Review: People, Places & Things (NYC)
People, Places & Things
The National Theatre/Headlong Production
Written by Duncan MacMillan. Directed by Jeremy Herrin. At St. Ann’s Warehouse (NYC). Runs until December 3.
When Emma has a major crisis while onstage playing Nina in The Seagull—missing lines, unsteady on her feet, and uncertain where she is—it’s time for her to check herself into rehab. She snorts one last line of coke off the desk in the reception, thinking that all she needs to do is detox and then she can leave. The medical staff and people in her support group have other plans. She has to face her demons, be honest with herself, and understand why she turned to drugs and alcohol.
Playwright Duncan MacMillan has such a gift for storytelling. (His terrific play Lungs was at Tarragon a few years ago.) In People, Places & Things, he meticulously shows us the slow rise and the complete crash of a drug addict and alcoholic. It’s a careful examination of the culture of addiction and how addicts turn to the same tricks and lies to fool people who love and support them. MacMillan does not give us a neat, satisfying ending. Rather, it’s one that is true and believable.

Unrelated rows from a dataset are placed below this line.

//! Hue service handlers.

use std::collections::HashMap;
use std::sync::Arc;

use async_trait::async_trait;

use crate::domain::errors::{EngineError, EngineResult};
use crate::domain::models::{
    EntityType, ParamMetadata, ServiceHandler, ServiceInvocation, ServiceSpec, TargetSpec,
    TargetType,
};

use super::client::HueClient;

struct TurnOn {
    client: Arc<HueClient>,
}

#[async_trait]
impl ServiceHandler for TurnOn {
    async fn call(&self, invocation: &ServiceInvocation) -> EngineResult<()> {
        for target in &invocation.targets {
            self.client.set_light_on(&target.external_id, true).await?;
        }
        Ok(())
    }
}

struct TurnOff {
    client: Arc<HueClient>,
}

#[async_trait]
impl ServiceHandler for TurnOff {
    async fn call(&self, invocation: &ServiceInvocation) -> EngineResult<()> {
        for target in &invocation.targets {
            self.client.set_light_on(&target.external_id, false).await?;
        }
        Ok(())
    }
}

struct SetBrightness {
    client: Arc<HueClient>,
}

#[async_trait]
impl ServiceHandler for SetBrightness {
    async fn call(&self, invocation: &ServiceInvocation) -> EngineResult<()> {
        let brightness = invocation.float_param("brightness")?;
        for target in &invocation.targets {
            self.client
                .set_light_brightness(&target.external_id, brightness)
                .await?;
        }
        Ok(())
    }
}

struct StepBrightness {
    client: Arc<HueClient>,
}

#[async_trait]
impl ServiceHandler for StepBrightness {
    async fn call(&self, invocation: &ServiceInvocation) -> EngineResult<()> {
        let step = invocation.float_param("step")?;
        let direction = invocation.str_param("direction")?;
        if direction != "up" && direction != "down" {
            return Err(EngineError::InvalidParam {
                key: "direction".to_string(),
                expected: "\"up\" or \"down\"",
            });
        }
        for target in &invocation.targets {
            self.client
                .step_light_brightness(&target.external_id, step, direction)
                .await?;
        }
        Ok(())
    }
}

struct ActivateScene {
    client: Arc<HueClient>,
}

#[async_trait]
impl ServiceHandler for ActivateScene {
    async fn call(&self, invocation: &ServiceInvocation) -> EngineResult<()> {
        for target in &invocation.targets {
            self.client.recall_scene(&target.external_id).await?;
        }
        Ok(())
    }
}

fn light_targets() -> TargetSpec {
    TargetSpec {
        types: vec![TargetType::Entity],
        entity_types: vec![EntityType::Light],
    }
}

fn param(data_type: &str, description: &str) -> ParamMetadata {
    ParamMetadata {
        data_type: data_type.to_string(),
        description: description.to_string(),
    }
}

/// Build the service specs this integration registers.
pub fn export_services(client: &Arc<HueClient>) -> HashMap<String, ServiceSpec> {
    let mut services = HashMap::new();

    services.insert(
        "turn_on".to_string(),
        ServiceSpec {
            handler: Arc::new(TurnOn {
                client: client.clone(),
            }),
            required_params: HashMap::new(),
            allowed_targets: light_targets(),
        },
    );
    services.insert(
        "turn_off".to_string(),
        ServiceSpec {
            handler: Arc::new(TurnOff {
                client: client.clone(),
            }),
            required_params: HashMap::new(),
            allowed_targets: light_targets(),
        },
    );
    services.insert(
        "set_brightness".to_string(),
        ServiceSpec {
            handler: Arc::new(SetBrightness {
                client: client.clone(),
            }),
            required_params: HashMap::from([(
                "brightness".to_string(),
                param("float", "target brightness percentage"),
            )]),
            allowed_targets: light_targets(),
        },
    );
    services.insert(
        "step_brightness".to_string(),
        ServiceSpec {
            handler: Arc::new(StepBrightness {
                client: client.clone(),
            }),
            required_params: HashMap::from([
                ("step".to_string(), param("float", "brightness delta")),
                (
                    "direction".to_string(),
                    param("string", "up or down"),
                ),
            ]),
            allowed_targets: light_targets(),
        },
    );
    services.insert(
        "activate_scene".to_string(),
        ServiceSpec {
            handler: Arc::new(ActivateScene {
                client: client.clone(),
            }),
            required_params: HashMap::new(),
            allowed_targets: TargetSpec {
                types: vec![TargetType::Entity],
                entity_types: vec![EntityType::Scene],
            },
        },
    );

    services
}
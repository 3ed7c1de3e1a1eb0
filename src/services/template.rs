//! Action-param template resolution.
//!
//! Recognized forms inside action params:
//!
//! - `{{ state('<entity_id>') }}`: the entity's primary state value
//! - `{{ state_attr('<entity_id>', '<attribute>') }}`: a named attribute
//!
//! Templates are resolved at task-build time against the cache snapshot,
//! pinning each action to the state that caused the trigger. A param whose
//! entire value is one template keeps the resolved value's JSON type;
//! templates embedded in a longer string are substituted as text.
//!
//! Resolution is a pure function of `(template, cache snapshot)`; failures
//! (unknown entity, missing attribute) surface as errors so the caller can
//! skip the affected automation.

use regex::Regex;
use serde_json::{Map, Value};

use crate::domain::errors::{EngineError, EngineResult};
use crate::domain::ports::StateStore;

pub struct TemplateResolver {
    template: Regex,
}

impl TemplateResolver {
    pub fn new() -> Self {
        // state_attr first so the alternation can't stop at `state`.
        let template = Regex::new(
            r"\{\{\s*(?:state_attr\(\s*'(?P<attr_entity>[^']+)'\s*,\s*'(?P<attr_name>[^']+)'\s*\)|state\(\s*'(?P<state_entity>[^']+)'\s*\))\s*\}\}",
        )
        .expect("static template regex");
        Self { template }
    }

    /// Resolve every template in the given params map.
    pub fn resolve_params(
        &self,
        params: &Map<String, Value>,
        cache: &dyn StateStore,
    ) -> EngineResult<Map<String, Value>> {
        let mut resolved = Map::with_capacity(params.len());
        for (key, value) in params {
            resolved.insert(key.clone(), self.resolve_value(value, cache)?);
        }
        Ok(resolved)
    }

    fn resolve_value(&self, value: &Value, cache: &dyn StateStore) -> EngineResult<Value> {
        match value {
            Value::String(s) => self.resolve_string(s, cache),
            Value::Array(items) => items
                .iter()
                .map(|item| self.resolve_value(item, cache))
                .collect::<EngineResult<Vec<_>>>()
                .map(Value::Array),
            Value::Object(map) => {
                let mut out = Map::with_capacity(map.len());
                for (k, v) in map {
                    out.insert(k.clone(), self.resolve_value(v, cache)?);
                }
                Ok(Value::Object(out))
            }
            other => Ok(other.clone()),
        }
    }

    fn resolve_string(&self, raw: &str, cache: &dyn StateStore) -> EngineResult<Value> {
        let trimmed = raw.trim();

        // Whole-string template: keep the resolved value's type.
        if let Some(m) = self.template.find(trimmed) {
            if m.start() == 0 && m.end() == trimmed.len() {
                let caps = self.template.captures(trimmed).expect("find matched");
                return self.eval(&caps, cache);
            }
        } else {
            return Ok(Value::String(raw.to_string()));
        }

        // Embedded templates: substitute as text.
        let mut out = String::with_capacity(raw.len());
        let mut last = 0;
        for caps in self.template.captures_iter(raw) {
            let m = caps.get(0).expect("group 0 always present");
            out.push_str(&raw[last..m.start()]);
            let value = self.eval(&caps, cache)?;
            match value {
                Value::String(s) => out.push_str(&s),
                other => out.push_str(&other.to_string()),
            }
            last = m.end();
        }
        out.push_str(&raw[last..]);
        Ok(Value::String(out))
    }

    fn eval(&self, caps: &regex::Captures<'_>, cache: &dyn StateStore) -> EngineResult<Value> {
        if let Some(entity_id) = caps.name("state_entity") {
            let entity_id = entity_id.as_str();
            let state = cache
                .get(entity_id)
                .ok_or_else(|| EngineError::MissingState(entity_id.to_string()))?;
            return Ok(state.state);
        }

        let entity_id = caps
            .name("attr_entity")
            .map(|m| m.as_str())
            .expect("alternation covers both branches");
        let attribute = caps
            .name("attr_name")
            .map(|m| m.as_str())
            .expect("attr_name present with attr_entity");
        let state = cache
            .get(entity_id)
            .ok_or_else(|| EngineError::MissingState(entity_id.to_string()))?;
        state
            .attributes
            .get(attribute)
            .cloned()
            .ok_or_else(|| EngineError::MissingAttribute {
                entity_id: entity_id.to_string(),
                attribute: attribute.to_string(),
            })
    }
}

impl Default for TemplateResolver {
    fn default() -> Self {
        Self::new()
    }
}
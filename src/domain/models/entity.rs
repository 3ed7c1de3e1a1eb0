//! Entity model.

use chrono::{DateTime, Utc};
use serde::{Deserialize, Serialize};

/// Semantic type of an entity.
#[derive(Debug, Clone, Copy, PartialEq, Eq, Hash, Serialize, Deserialize)]
#[serde(rename_all = "snake_case")]
pub enum EntityType {
    Light,
    Scene,
    Speaker,
    Button,
    Wheel,
    Unknown,
}

impl EntityType {
    pub fn as_str(self) -> &'static str {
        match self {
            Self::Light => "light",
            Self::Scene => "scene",
            Self::Speaker => "speaker",
            Self::Button => "button",
            Self::Wheel => "wheel",
            Self::Unknown => "unknown",
        }
    }
}

impl std::str::FromStr for EntityType {
    type Err = String;

    fn from_str(s: &str) -> Result<Self, Self::Err> {
        match s {
            "light" => Ok(Self::Light),
            "scene" => Ok(Self::Scene),
            "speaker" => Ok(Self::Speaker),
            "button" => Ok(Self::Button),
            "wheel" => Ok(Self::Wheel),
            "unknown" => Ok(Self::Unknown),
            other => Err(format!("unknown entity type: {other}")),
        }
    }
}

/// A single controllable or observable unit exposed by an integration.
#[derive(Debug, Clone, Serialize, Deserialize)]
pub struct Entity {
    /// The integration's own identifier, opaque to the engine.
    pub external_id: String,
    /// External id of the device exposing this entity.
    pub device_id: String,
    /// Canonical engine identifier, e.g. `light.living_room`.
    pub entity_id: String,
    pub entity_type: EntityType,
    pub name: String,
    pub enabled: bool,
    pub available: bool,
    pub created_at: DateTime<Utc>,
}

/// Normalize a human-supplied name into an entity-id segment: lowercase,
/// runs of non-alphanumerics collapsed to a single underscore.
pub fn normalize_name(s: &str) -> String {
    let mut out = String::with_capacity(s.len());
    let mut last_was_sep = true;
    for c in s.trim().chars() {
        if c.is_ascii_alphanumeric() {
            out.push(c.to_ascii_lowercase());
            last_was_sep = false;
        } else if !last_was_sep {
            out.push('_');
            last_was_sep = true;
        }
    }
    while out.ends_with('_') {
        out.pop();
    }
    out
}

/// Build a canonical entity id from a type and a display name.
pub fn entity_id_for(entity_type: EntityType, name: &str) -> String {
    format!("{}.{}", entity_type.as_str(), normalize_name(name))
}
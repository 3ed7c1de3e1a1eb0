//! Row conversion helpers shared by the repository implementations.

use chrono::{DateTime, Utc};

use crate::domain::errors::{EngineError, EngineResult};

/// Parse an RFC 3339 column into a UTC timestamp.
pub fn parse_datetime(raw: &str) -> EngineResult<DateTime<Utc>> {
    DateTime::parse_from_rfc3339(raw)
        .map(|dt| dt.with_timezone(&Utc))
        .map_err(|err| EngineError::Storage(format!("invalid timestamp {raw}: {err}")))
}

/// Serialize a JSON-ish column, treating empty text as the given default.
pub fn parse_json_or<T: serde::de::DeserializeOwned>(raw: &str, default: T) -> EngineResult<T> {
    if raw.trim().is_empty() {
        return Ok(default);
    }
    serde_json::from_str(raw).map_err(|err| EngineError::Serialization(err.to_string()))
}
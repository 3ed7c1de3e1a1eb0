//! Shared fakes for the end-to-end suites: in-memory repositories and a
//! counting service handler.
#![allow(dead_code)]

use std::collections::HashMap;
use std::sync::atomic::{AtomicU32, Ordering};
use std::sync::{Arc, Mutex};
use std::time::Duration;

use async_trait::async_trait;
use chrono::{DateTime, Utc};

use hearth::domain::errors::{EngineError, EngineResult};
use hearth::domain::models::{
    Automation, Device, Entity, Event, IntegrationConfig, ServiceHandler, ServiceInvocation,
    ServiceSpec, TargetSpec,
};
use hearth::domain::ports::{
    AutomationRepository, DeviceRepository, EntityRepository, EventRepository,
    IntegrationConfigRepository,
};

#[derive(Default)]
pub struct InMemoryAutomationRepo {
    pub automations: Mutex<Vec<Automation>>,
    pub last_triggered: Mutex<HashMap<i64, DateTime<Utc>>>,
}

#[async_trait]
impl AutomationRepository for InMemoryAutomationRepo {
    async fn load_all(&self) -> EngineResult<Vec<Automation>> {
        Ok(self.automations.lock().unwrap().clone())
    }

    async fn update_last_triggered(&self, id: i64, when: DateTime<Utc>) -> EngineResult<()> {
        self.last_triggered.lock().unwrap().insert(id, when);
        Ok(())
    }
}

#[derive(Default)]
pub struct InMemoryEventRepo {
    pub saved: Mutex<Vec<Event>>,
}

#[async_trait]
impl EventRepository for InMemoryEventRepo {
    async fn save(&self, event: &Event) -> EngineResult<()> {
        self.saved.lock().unwrap().push(event.clone());
        Ok(())
    }
}

#[derive(Default)]
pub struct InMemoryDeviceRepo {
    pub devices: Mutex<HashMap<String, Device>>,
}

#[async_trait]
impl DeviceRepository for InMemoryDeviceRepo {
    async fn add(&self, device: &Device) -> EngineResult<()> {
        self.devices
            .lock()
            .unwrap()
            .insert(device.id.clone(), device.clone());
        Ok(())
    }

    async fn update(&self, device: &Device) -> EngineResult<()> {
        self.devices
            .lock()
            .unwrap()
            .insert(device.id.clone(), device.clone());
        Ok(())
    }

    async fn get(&self, id: &str) -> EngineResult<Option<Device>> {
        Ok(self.devices.lock().unwrap().get(id).cloned())
    }

    async fn get_all(&self) -> EngineResult<Vec<Device>> {
        Ok(self.devices.lock().unwrap().values().cloned().collect())
    }

    async fn get_by_integration(&self, integration_id: i64) -> EngineResult<Vec<Device>> {
        Ok(self
            .devices
            .lock()
            .unwrap()
            .values()
            .filter(|d| d.integration_id == integration_id)
            .cloned()
            .collect())
    }

    async fn delete(&self, id: &str) -> EngineResult<()> {
        self.devices.lock().unwrap().remove(id);
        Ok(())
    }
}

#[derive(Default)]
pub struct InMemoryEntityRepo {
    pub entities: Mutex<HashMap<String, Entity>>,
}

#[async_trait]
impl EntityRepository for InMemoryEntityRepo {
    async fn add(&self, entity: &Entity) -> EngineResult<()> {
        self.entities
            .lock()
            .unwrap()
            .insert(entity.external_id.clone(), entity.clone());
        Ok(())
    }

    async fn update(&self, entity: &Entity) -> EngineResult<()> {
        self.entities
            .lock()
            .unwrap()
            .insert(entity.external_id.clone(), entity.clone());
        Ok(())
    }

    async fn get(&self, external_id: &str) -> EngineResult<Option<Entity>> {
        Ok(self.entities.lock().unwrap().get(external_id).cloned())
    }

    async fn get_all(&self) -> EngineResult<Vec<Entity>> {
        Ok(self.entities.lock().unwrap().values().cloned().collect())
    }

    async fn get_by_device(&self, device_id: &str) -> EngineResult<Vec<Entity>> {
        Ok(self
            .entities
            .lock()
            .unwrap()
            .values()
            .filter(|e| e.device_id == device_id)
            .cloned()
            .collect())
    }

    async fn get_by_device_ids(&self, device_ids: &[String]) -> EngineResult<Vec<Entity>> {
        Ok(self
            .entities
            .lock()
            .unwrap()
            .values()
            .filter(|e| device_ids.contains(&e.device_id))
            .cloned()
            .collect())
    }

    async fn delete(&self, external_id: &str) -> EngineResult<()> {
        self.entities.lock().unwrap().remove(external_id);
        Ok(())
    }
}

#[derive(Default)]
pub struct InMemoryIntegrationConfigRepo {
    pub configs: Mutex<Vec<IntegrationConfig>>,
}

#[async_trait]
impl IntegrationConfigRepository for InMemoryIntegrationConfigRepo {
    async fn save(&self, config: &IntegrationConfig) -> EngineResult<i64> {
        let mut configs = self.configs.lock().unwrap();
        if let Some(existing) = configs
            .iter_mut()
            .find(|c| c.integration_name == config.integration_name)
        {
            let id = existing.id;
            *existing = config.clone();
            existing.id = id;
            return Ok(id);
        }
        let id = configs.len() as i64 + 1;
        let mut stored = config.clone();
        stored.id = id;
        configs.push(stored);
        Ok(id)
    }

    async fn load_all(&self) -> EngineResult<Vec<IntegrationConfig>> {
        Ok(self.configs.lock().unwrap().clone())
    }

    async fn load_by_name(&self, name: &str) -> EngineResult<Option<IntegrationConfig>> {
        Ok(self
            .configs
            .lock()
            .unwrap()
            .iter()
            .find(|c| c.integration_name == name)
            .cloned())
    }

    async fn delete(&self, id: i64) -> EngineResult<()> {
        self.configs.lock().unwrap().retain(|c| c.id != id);
        Ok(())
    }
}

/// Records every invocation; optionally sleeps or fails.
pub struct RecordingHandler {
    pub calls: Arc<AtomicU32>,
    pub invocations: Arc<Mutex<Vec<ServiceInvocation>>>,
    pub delay: Option<Duration>,
    pub fail: bool,
}

impl RecordingHandler {
    pub fn new() -> (Arc<AtomicU32>, Arc<Mutex<Vec<ServiceInvocation>>>, Self) {
        let calls = Arc::new(AtomicU32::new(0));
        let invocations = Arc::new(Mutex::new(Vec::new()));
        (
            calls.clone(),
            invocations.clone(),
            Self {
                calls,
                invocations,
                delay: None,
                fail: false,
            },
        )
    }
}

#[async_trait]
impl ServiceHandler for RecordingHandler {
    async fn call(&self, invocation: &ServiceInvocation) -> EngineResult<()> {
        if let Some(delay) = self.delay {
            tokio::time::sleep(delay).await;
        }
        self.calls.fetch_add(1, Ordering::SeqCst);
        self.invocations.lock().unwrap().push(invocation.clone());
        if self.fail {
            return Err(EngineError::ServiceCall("scripted failure".into()));
        }
        Ok(())
    }
}

pub fn spec_for(handler: impl ServiceHandler + 'static) -> ServiceSpec {
    ServiceSpec {
        handler: Arc::new(handler),
        required_params: HashMap::new(),
        allowed_targets: TargetSpec::default(),
    }
}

Jeremy Herrin directs this with swift efficiency. The pace never lets up. The star, of course, is Denise Gough as Emma, who won an Olivier Award for this performance when it played the National Theatre in London. She is mesmerizing. From the hollow, ragged face and the glassy-eyed stare, to the constant unsteadiness on her feet and the fluctuation between regret, sadness, confessional sorrow, and lying, you are taken on a rollercoaster ride of gut-wrenching emotion. And it’s thrilling.